Arif K. – Felsefe Dersleri

Problemler… Malum Grek felsefesi. Anaksimandros ne demiş? “Karşıtlık kötü” demiş, boğuşturmuş onları. Aperion’dan {1} çıkmış, diyor ki “her oluşa gelen, oluşa gelişinin bedelini öder ve geri döner”. Bu bir bakış. Diyor ki, boğuşma. Sadece boğuşmadan söz etmiyor, boğuşmanın kötü olduğunu da söylüyor. Greklerde töz yoktur, özellik vardır. Yani Grekler tözü bilmezler. Nereye kadar, Aristotales’e kadar. O bildi mi?
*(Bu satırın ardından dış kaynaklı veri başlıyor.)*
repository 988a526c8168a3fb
#![allow(dead_code)]

use std::str::FromStr;
use std::sync::Arc;

use axum::{
    body::{to_bytes, Body},
    http::{header, Method, Request, StatusCode},
    response::Response,
    Router,
};
use chrono::{Duration, Utc};
use rust_decimal::Decimal;
use sea_orm::{ActiveModelTrait, DatabaseConnection, Set};
use serde_json::Value;
use shopfloor_api::{
    config::AppConfig,
    db,
    entities::{
        builds, inventory_balance, kit_components, part_master, phases, task_assignments,
        task_events, task_requirements, tasks, technicians, work_sessions,
    },
    events::{self, EventSender},
    AppState,
};
use tokio::sync::mpsc;
use tower::ServiceExt;
use tower_http::cors::CorsLayer;

/// Helper harness for spinning up the application backed by an in-memory SQLite database.
pub struct TestApp {
    router: Router,
    pub state: AppState,
    _event_task: tokio::task::JoinHandle<usize>,
}

impl TestApp {
    /// Construct a new test application with a fresh, migrated database.
    pub async fn new() -> Self {
        let mut cfg = AppConfig::new(
            "sqlite::memory:".to_string(),
            "127.0.0.1".to_string(),
            18_080,
            "test".to_string(),
        );
        // A single connection keeps every query on the same in-memory database.
        cfg.db_max_connections = 1;
        cfg.db_min_connections = 1;

        let pool = db::establish_connection_from_app_config(&cfg)
            .await
            .expect("failed to create test database");
        db::run_migrations(&pool)
            .await
            .expect("failed to run migrations in tests");

        let (event_tx, event_rx) = mpsc::channel(256);
        let event_sender = EventSender::new(event_tx);
        let event_task = tokio::spawn(events::process_events(event_rx));

        let state = AppState::new(Arc::new(pool), cfg, event_sender);
        let router = shopfloor_api::app(state.clone(), CorsLayer::permissive());

        Self {
            router,
            state,
            _event_task: event_task,
        }
    }

    pub fn db(&self) -> &DatabaseConnection {
        &self.state.db
    }

    /// Send a request through the full router, optionally with a `Cookie` header.
    pub async fn request(
        &self,
        method: Method,
        uri: &str,
        body: Option<Value>,
        cookie: Option<&str>,
    ) -> Response {
        let mut builder = Request::builder().method(method).uri(uri);
        if let Some(cookie) = cookie {
            builder = builder.header(header::COOKIE, cookie);
        }

        let body = if let Some(json) = body {
            builder = builder.header(header::CONTENT_TYPE, "application/json");
            Body::from(serde_json::to_vec(&json).expect("failed to serialize json request body"))
        } else {
            Body::empty()
        };

        let request = builder.body(body).expect("failed to build request");
        self.router
            .clone()
            .oneshot(request)
            .await
            .expect("router error during test request")
    }

    pub async fn get_json(&self, uri: &str, cookie: Option<&str>) -> (StatusCode, Value) {
        let response = self.request(Method::GET, uri, None, cookie).await;
        into_json(response).await
    }

    pub async fn post_json(
        &self,
        uri: &str,
        body: Value,
        cookie: Option<&str>,
    ) -> (StatusCode, Value) {
        let response = self.request(Method::POST, uri, Some(body), cookie).await;
        into_json(response).await
    }

    // Fixtures

    pub async fn seed_phase(&self, name: &str, seq: i32) -> phases::Model {
        phases::ActiveModel {
            name: Set(name.to_string()),
            seq: Set(seq),
            ..Default::default()
        }
        .insert(self.db())
        .await
        .expect("seed phase")
    }

    pub async fn seed_technician(&self, name: &str) -> technicians::Model {
        technicians::ActiveModel {
            display_name: Set(name.to_string()),
            title: Set(Some("Technician".to_string())),
            active: Set(true),
            ..Default::default()
        }
        .insert(self.db())
        .await
        .expect("seed technician")
    }

    pub async fn seed_part(&self, sku: &str, item_type: &str) -> part_master::Model {
        part_master::ActiveModel {
            sku: Set(sku.to_string()),
            name: Set(format!("Part {}", sku)),
            part_type: Set("COMPONENT".to_string()),
            make_buy: Set(Some("BUY".to_string())),
            is_serialized: Set(false),
            uom: Set(Some("ea".to_string())),
            item_type: Set(item_type.to_string()),
            criticality: Set(None),
            ..Default::default()
        }
        .insert(self.db())
        .await
        .expect("seed part")
    }

    pub async fn seed_balance(
        &self,
        item_id: i64,
        on_hand: i64,
        allocated: i64,
    ) -> inventory_balance::Model {
        inventory_balance::ActiveModel {
            item_id: Set(item_id),
            on_hand_qty: Set(Decimal::from(on_hand)),
            allocated_qty: Set(Decimal::from(allocated)),
            updated_at: Set(Utc::now()),
            ..Default::default()
        }
        .insert(self.db())
        .await
        .expect("seed balance")
    }

    pub async fn seed_kit_component(&self, parent: i64, child: i64, qty: i64) {
        kit_components::ActiveModel {
            parent_item_id: Set(parent),
            child_item_id: Set(child),
            qty_per_parent: Set(Decimal::from(qty)),
            instance_status: Set(None),
            ..Default::default()
        }
        .insert(self.db())
        .await
        .expect("seed kit component");
    }

    pub async fn seed_build(&self, code: &str, status: &str) -> builds::Model {
        let now = Utc::now();
        builds::ActiveModel {
            code: Set(code.to_string()),
            model: Set(Some("Roadster S".to_string())),
            status: Set(status.to_string()),
            eta_date: Set(None),
            spec_json: Set(None),
            created_at: Set(now),
            updated_at: Set(now),
            ..Default::default()
        }
        .insert(self.db())
        .await
        .expect("seed build")
    }

    /// Inserts a task; later calls get a later `updated_at`.
    pub async fn seed_task(
        &self,
        build_id: i64,
        phase_id: Option<i64>,
        name: &str,
        status: &str,
    ) -> tasks::Model {
        let now = Utc::now();
        tasks::ActiveModel {
            build_id: Set(build_id),
            phase_id: Set(phase_id),
            name: Set(name.to_string()),
            status: Set(status.to_string()),
            owner: Set(None),
            started_at: Set(None),
            completed_at: Set(None),
            created_at: Set(now),
            updated_at: Set(now),
            ..Default::default()
        }
        .insert(self.db())
        .await
        .expect("seed task")
    }

    pub async fn assign(&self, task_id: i64, technician_id: i64) {
        task_assignments::ActiveModel {
            task_id: Set(task_id),
            technician_id: Set(technician_id),
            assigned_at: Set(Utc::now()),
            ..Default::default()
        }
        .insert(self.db())
        .await
        .expect("seed assignment");
    }

    pub async fn require(&self, task_id: i64, item_id: i64, qty: i64) {
        task_requirements::ActiveModel {
            task_id: Set(task_id),
            item_id: Set(item_id),
            required_qty: Set(Decimal::from(qty)),
            ..Default::default()
        }
        .insert(self.db())
        .await
        .expect("seed requirement");
    }

    pub async fn block_event(&self, task_id: i64, note: &str) {
        task_events::ActiveModel {
            task_id: Set(task_id),
            event_type: Set("BLOCK".to_string()),
            note: Set(Some(note.to_string())),
            technician_id: Set(None),
            occurred_at: Set(Utc::now() - Duration::minutes(5)),
            ..Default::default()
        }
        .insert(self.db())
        .await
        .expect("seed block event");
    }

    pub async fn open_session(&self, technician_id: i64, task_id: i64, hours_ago: i64) {
        work_sessions::ActiveModel {
            technician_id: Set(technician_id),
            task_id: Set(task_id),
            station: Set(None),
            started_at: Set(Utc::now() - Duration::hours(hours_ago)),
            ended_at: Set(None),
            ..Default::default()
        }
        .insert(self.db())
        .await
        .expect("seed work session");
    }
}

impl Drop for TestApp {
    fn drop(&mut self) {
        self._event_task.abort();
    }
}

pub async fn into_json(response: Response) -> (StatusCode, Value) {
    let status = response.status();
    let bytes = to_bytes(response.into_body(), usize::MAX)
        .await
        .expect("read response body");
    let value = if bytes.is_empty() {
        Value::Null
    } else {
        serde_json::from_slice(&bytes).expect("response body is json")
    };
    (status, value)
}

/// Cookie header selecting technician mode and `technician_id`.
pub fn tech_cookie(technician_id: i64) -> String {
    format!("gw_mode=technician; gw_tech_id={}", technician_id)
}

/// Reads a decimal whether it was serialized as a string or a number.
pub fn dec(value: &Value) -> Decimal {
    match value {
        Value::String(s) => Decimal::from_str(s).expect("decimal string"),
        Value::Number(n) => Decimal::from_str(&n.to_string()).expect("decimal number"),
        other => panic!("expected a decimal, got {other}"),
    }
}
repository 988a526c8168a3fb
// Shared query helpers
pub mod loaders;

// Writes
pub mod allocations;
pub mod receiving;
pub mod task_events;

// Admin views
pub mod admin_summary;
pub mod builds;
pub mod inventory;
pub mod parts;
pub mod work_orders;

// Technician views
pub mod floor;
pub mod technician_summary;
pub mod technicians;
//! Admin build views: the build list and the tabbed build detail.

use chrono::{DateTime, NaiveDate, Utc};
use rust_decimal::Decimal;
use sea_orm::{
    ActiveModelTrait, ColumnTrait, DatabaseConnection, EntityTrait, QueryFilter, QueryOrder,
    QuerySelect, Set,
};
use serde::Serialize;
use std::collections::HashMap;
use std::sync::Arc;
use tracing::{info, instrument};
use utoipa::ToSchema;

use super::loaders::{self, TaskEventView, TaskRow};
use crate::db::or_fallback;
use crate::entities::{
    build_bom_line, build_documents, builds, part_master, tasks, work_orders,
};
use crate::errors::ServiceError;
use crate::events::{Event, EventSender};
use crate::models::{
    build_phase_timeline, current_focus_phase, phases::NOT_STARTED_PHASE, status_tone,
    PhaseTimelineItem, TaskStatus, Tone,
};

const BUILD_LIST_LIMIT: u64 = 50;
const DETAIL_TASK_LIMIT: usize = 200;
const DETAIL_EVENT_LIMIT: u64 = 200;

#[derive(Debug, Clone, PartialEq, Serialize, ToSchema)]
pub struct BuildListItem {
    pub id: i64,
    pub code: String,
    pub model: Option<String>,
    pub status: String,
    pub tone: Tone,
    pub eta: Option<NaiveDate>,
    pub focus_phase: String,
}

#[derive(Debug, Clone, PartialEq, Serialize, ToSchema)]
pub struct BuildOverview {
    pub id: i64,
    pub code: String,
    pub model: Option<String>,
    pub status: String,
    pub tone: Tone,
    pub eta: Option<NaiveDate>,
    pub on_hold: bool,
    pub hold_reason: Option<String>,
    pub description: Option<String>,
    pub focus_phase: String,
    pub timeline: Vec<PhaseTimelineItem>,
}

#[derive(Debug, Clone, PartialEq, Serialize, ToSchema)]
pub struct BomLineView {
    pub part_id: i64,
    pub sku: Option<String>,
    pub name: Option<String>,
    pub required_qty: Decimal,
    pub allocated_qty: Decimal,
    pub consumed_qty: Decimal,
}

#[derive(Debug, Clone, PartialEq, Serialize, ToSchema)]
pub struct BuildDocumentView {
    pub id: i64,
    pub title: String,
    pub url: Option<String>,
    pub doc_type: Option<String>,
    pub created_at: DateTime<Utc>,
}

impl From<build_documents::Model> for BuildDocumentView {
    fn from(doc: build_documents::Model) -> Self {
        Self {
            id: doc.id,
            title: doc.filename,
            url: doc.storage_url,
            doc_type: doc.doc_type,
            created_at: doc.uploaded_at,
        }
    }
}

/// Work order row on the build detail, titled by its target part.
#[derive(Debug, Clone, PartialEq, Serialize, ToSchema)]
pub struct BuildWorkOrderView {
    pub id: i64,
    pub code: Option<String>,
    pub wo_type: String,
    pub status: String,
    pub title: Option<String>,
}

#[derive(Debug, Clone, PartialEq, Serialize, ToSchema)]
pub struct BuildDetail {
    pub overview: BuildOverview,
    pub bom: Vec<BomLineView>,
    pub tasks: Vec<TaskRow>,
    pub events: Vec<TaskEventView>,
    pub documents: Vec<BuildDocumentView>,
    pub work_orders: Vec<BuildWorkOrderView>,
}

#[derive(Clone)]
pub struct BuildService {
    db_pool: Arc<DatabaseConnection>,
    event_sender: Option<Arc<EventSender>>,
}

impl BuildService {
    pub fn new(db_pool: Arc<DatabaseConnection>, event_sender: Option<Arc<EventSender>>) -> Self {
        Self {
            db_pool,
            event_sender,
        }
    }

    /// Most recently updated builds with their focus phase.
    #[instrument(skip(self))]
    pub async fn list_builds(&self) -> Vec<BuildListItem> {
        or_fallback(self.load_build_list().await, Vec::new(), "list_builds")
    }

    async fn load_build_list(&self) -> Result<Vec<BuildListItem>, ServiceError> {
        let db = &*self.db_pool;
        let builds = builds::Entity::find()
            .order_by_desc(builds::Column::UpdatedAt)
            .limit(BUILD_LIST_LIMIT)
            .all(db)
            .await?;
        let build_ids: Vec<i64> = builds.iter().map(|b| b.id).collect();

        let focus = if build_ids.is_empty() {
            HashMap::new()
        } else {
            let in_progress = loaders::task_rows(
                db,
                tasks::Entity::find()
                    .filter(tasks::Column::BuildId.is_in(build_ids))
                    .filter(tasks::Column::Status.eq(TaskStatus::InProgress.as_str()))
                    .order_by_desc(tasks::Column::UpdatedAt),
            )
            .await?;
            let mut focus: HashMap<i64, Option<String>> = HashMap::new();
            for task in in_progress {
                focus.entry(task.build_id).or_insert(task.phase);
            }
            focus
        };

        Ok(builds
            .into_iter()
            .map(|build| BuildListItem {
                focus_phase: focus
                    .get(&build.id)
                    .cloned()
                    .flatten()
                    .unwrap_or_else(|| NOT_STARTED_PHASE.to_string()),
                tone: status_tone(Some(&build.status)),
                id: build.id,
                code: build.code,
                model: build.model,
                status: build.status,
                eta: build.eta_date,
            })
            .collect())
    }

    /// Every tab of the build detail for a build code or numeric id.
    #[instrument(skip(self))]
    pub async fn build_detail(&self, key: &str) -> Result<BuildDetail, ServiceError> {
        let db = &*self.db_pool;
        let build = or_fallback(loaders::find_build(db, key).await, None, "find_build")
            .ok_or_else(|| ServiceError::NotFound(format!("Build {} not found", key)))?;

        let tasks = or_fallback(
            loaders::task_rows(
                db,
                tasks::Entity::find()
                    .filter(tasks::Column::BuildId.eq(build.id))
                    .order_by_desc(tasks::Column::UpdatedAt)
                    .order_by_desc(tasks::Column::Id),
            )
            .await,
            Vec::new(),
            "build_tasks",
        );
        let events = or_fallback(
            loaders::task_events_for(db, &tasks, Some(DETAIL_EVENT_LIMIT)).await,
            Vec::new(),
            "build_events",
        );
        let phases = or_fallback(loaders::phase_names(db).await, Vec::new(), "phase_names");
        let bom = or_fallback(self.load_bom(build.id).await, Vec::new(), "build_bom");
        let documents = or_fallback(
            self.load_documents(build.id).await,
            Vec::new(),
            "build_documents",
        );
        let work_orders = or_fallback(
            self.load_work_orders(build.id).await,
            Vec::new(),
            "build_work_orders",
        );

        let overview = BuildOverview {
            id: build.id,
            on_hold: build.status.eq_ignore_ascii_case("HOLD"),
            hold_reason: build.hold_reason(),
            description: build.description(),
            focus_phase: current_focus_phase(&tasks, &events),
            timeline: build_phase_timeline(&phases, &tasks, build.eta_date),
            tone: status_tone(Some(&build.status)),
            code: build.code,
            model: build.model,
            status: build.status,
            eta: build.eta_date,
        };

        Ok(BuildDetail {
            overview,
            bom,
            tasks: tasks.into_iter().take(DETAIL_TASK_LIMIT).collect(),
            events,
            documents,
            work_orders,
        })
    }

    async fn load_bom(&self, build_id: i64) -> Result<Vec<BomLineView>, ServiceError> {
        let lines = build_bom_line::Entity::find()
            .filter(build_bom_line::Column::BuildId.eq(build_id))
            .find_also_related(part_master::Entity)
            .order_by_asc(build_bom_line::Column::Id)
            .all(&*self.db_pool)
            .await?;
        Ok(lines
            .into_iter()
            .map(|(line, part)| BomLineView {
                part_id: line.part_id,
                sku: part.as_ref().map(|p| p.sku.clone()),
                name: part.map(|p| p.name),
                required_qty: line.required_qty,
                allocated_qty: line.allocated_qty,
                consumed_qty: line.consumed_qty,
            })
            .collect())
    }

    async fn load_documents(&self, build_id: i64) -> Result<Vec<BuildDocumentView>, ServiceError> {
        Ok(build_documents::Entity::find()
            .filter(build_documents::Column::BuildId.eq(build_id))
            .order_by_desc(build_documents::Column::UploadedAt)
            .order_by_desc(build_documents::Column::Id)
            .all(&*self.db_pool)
            .await?
            .into_iter()
            .map(BuildDocumentView::from)
            .collect())
    }

    async fn load_work_orders(
        &self,
        build_id: i64,
    ) -> Result<Vec<BuildWorkOrderView>, ServiceError> {
        let rows = work_orders::Entity::find()
            .filter(work_orders::Column::ForBuildId.eq(build_id))
            .find_also_related(part_master::Entity)
            .order_by_desc(work_orders::Column::CreatedAt)
            .all(&*self.db_pool)
            .await?;
        Ok(rows
            .into_iter()
            .map(|(wo, part)| BuildWorkOrderView {
                id: wo.id,
                code: part.as_ref().map(|p| p.sku.clone()),
                title: part.map(|p| p.name),
                wo_type: wo.wo_type,
                status: wo.status,
            })
            .collect())
    }

    /// Attaches a document to the build.
    #[instrument(skip(self, url, doc_type))]
    pub async fn add_document(
        &self,
        key: &str,
        filename: &str,
        url: Option<String>,
        doc_type: Option<String>,
    ) -> Result<BuildDocumentView, ServiceError> {
        let filename = filename.trim();
        if filename.is_empty() {
            return Err(ServiceError::ValidationError(
                "filename is required".to_string(),
            ));
        }
        let non_blank = |value: Option<String>| {
            value
                .map(|v| v.trim().to_string())
                .filter(|v| !v.is_empty())
        };

        let db = &*self.db_pool;
        let build = loaders::find_build(db, key)
            .await
            .map_err(ServiceError::db_error)?
            .ok_or_else(|| ServiceError::NotFound(format!("Build {} not found", key)))?;

        let document = build_documents::ActiveModel {
            build_id: Set(build.id),
            filename: Set(filename.to_string()),
            storage_url: Set(non_blank(url)),
            doc_type: Set(non_blank(doc_type)),
            uploaded_at: Set(Utc::now()),
            ..Default::default()
        }
        .insert(db)
        .await
        .map_err(ServiceError::db_error)?;

        info!(build_id = build.id, document_id = document.id, "Build document added");

        if let Some(sender) = &self.event_sender {
            sender
                .send_or_log(Event::BuildDocumentAdded {
                    build_id: build.id,
                    document_id: document.id,
                })
                .await;
        }

        Ok(document.into())
    }
}
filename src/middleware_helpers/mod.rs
pub mod request_id;

pub use request_id::{request_id_middleware, REQUEST_ID_HEADER};
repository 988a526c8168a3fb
use sea_orm::entity::prelude::*;
use serde::{Deserialize, Serialize};

#[derive(Clone, Debug, PartialEq, Eq, DeriveEntityModel, Serialize, Deserialize)]
#[sea_orm(table_name = "task_assignments")]
pub struct Model {
    #[sea_orm(primary_key)]
    pub id: i64,
    pub task_id: i64,
    pub technician_id: i64,
    pub assigned_at: DateTimeUtc,
}

#[derive(Copy, Clone, Debug, EnumIter, DeriveRelation)]
pub enum Relation {
    #[sea_orm(
        belongs_to = "super::tasks::Entity",
        from = "Column::TaskId",
        to = "super::tasks::Column::Id"
    )]
    Task,
    #[sea_orm(
        belongs_to = "super::technicians::Entity",
        from = "Column::TechnicianId",
        to = "super::technicians::Column::Id"
    )]
    Technician,
}

impl Related<super::tasks::Entity> for Entity {
    fn to() -> RelationDef {
        Relation::Task.def()
    }
}

impl Related<super::technicians::Entity> for Entity {
    fn to() -> RelationDef {
        Relation::Technician.def()
    }
}

impl ActiveModelBehavior for ActiveModel {}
O da geçmişten gelen yarım bilmenin, bir sürü eksikliklerini yaşadı ve iyi bir töz tanımı yapamadı. Yani bizim bugün kolayca basite alabileceğimiz bir töz çözümlemesi sunabildi. Ama sonuçta az-çok bir töz fikrini de geliştirdi. Şimdi ondan önce herhangi bir özellik, mesela sertlik bir tözdü; mesela kuru olmak bir tözdü, yaş olmak bir tözdü. Ateş, mesela bir tözdür ama özellik olarak tözdür, herhangi bir olgu olarak değil. Yani Grekler bizim bildiğimiz özelliklere töz diyorlar.


Kendi başına var oluşu olmayan bir kokuya töz diyebiliyorlardı, bir renge töz diyebiliyorlardı. Ve onların sağlaşımından bir yaşam, bir süreç üretiyorlardı. Anaksimandros da dedi ki; var oluşa geldin, bir karşıt olarak, bir karşıtın çıktı senin önüne, o seni savaşta yendi, seni asli, temel yuvana gönderdi, o yaşamaya başladı. Ama onun da başına gelecek olan, yenip gönderdiğinin başına gelenle birdir. O da cezasını çekecek. Şimdi geliyorsun Heraklitos’a, yani problemden söz ediyoruz ya, diyor ki; yok, çatışkı iyidir, savaş tanrıdır. Çatışkı olmasa bu olmazdı, diyor. O gün az-çok ufak bir dokunduk, Hegel pek kavramamıştır, Aristo kavramamıştır Heraklitos’u. Bunu hep söylüyoruz. Hegel diyor ki, tez-antitezsentez oluşur, bir durak, bir düzenleme. Heraklitos asla onu demiyor. Yani bir barış bir savaş demiyor, hayır. Heraklitos diyor ki; hem savaş hem barış. Yani diyor, bu Müjdat denen töz, yani olan, sürekli içinde savaş olan, çatışkı olan bir süreçtir. Bir barış bir savaş demiyor, hem savaş hem barış.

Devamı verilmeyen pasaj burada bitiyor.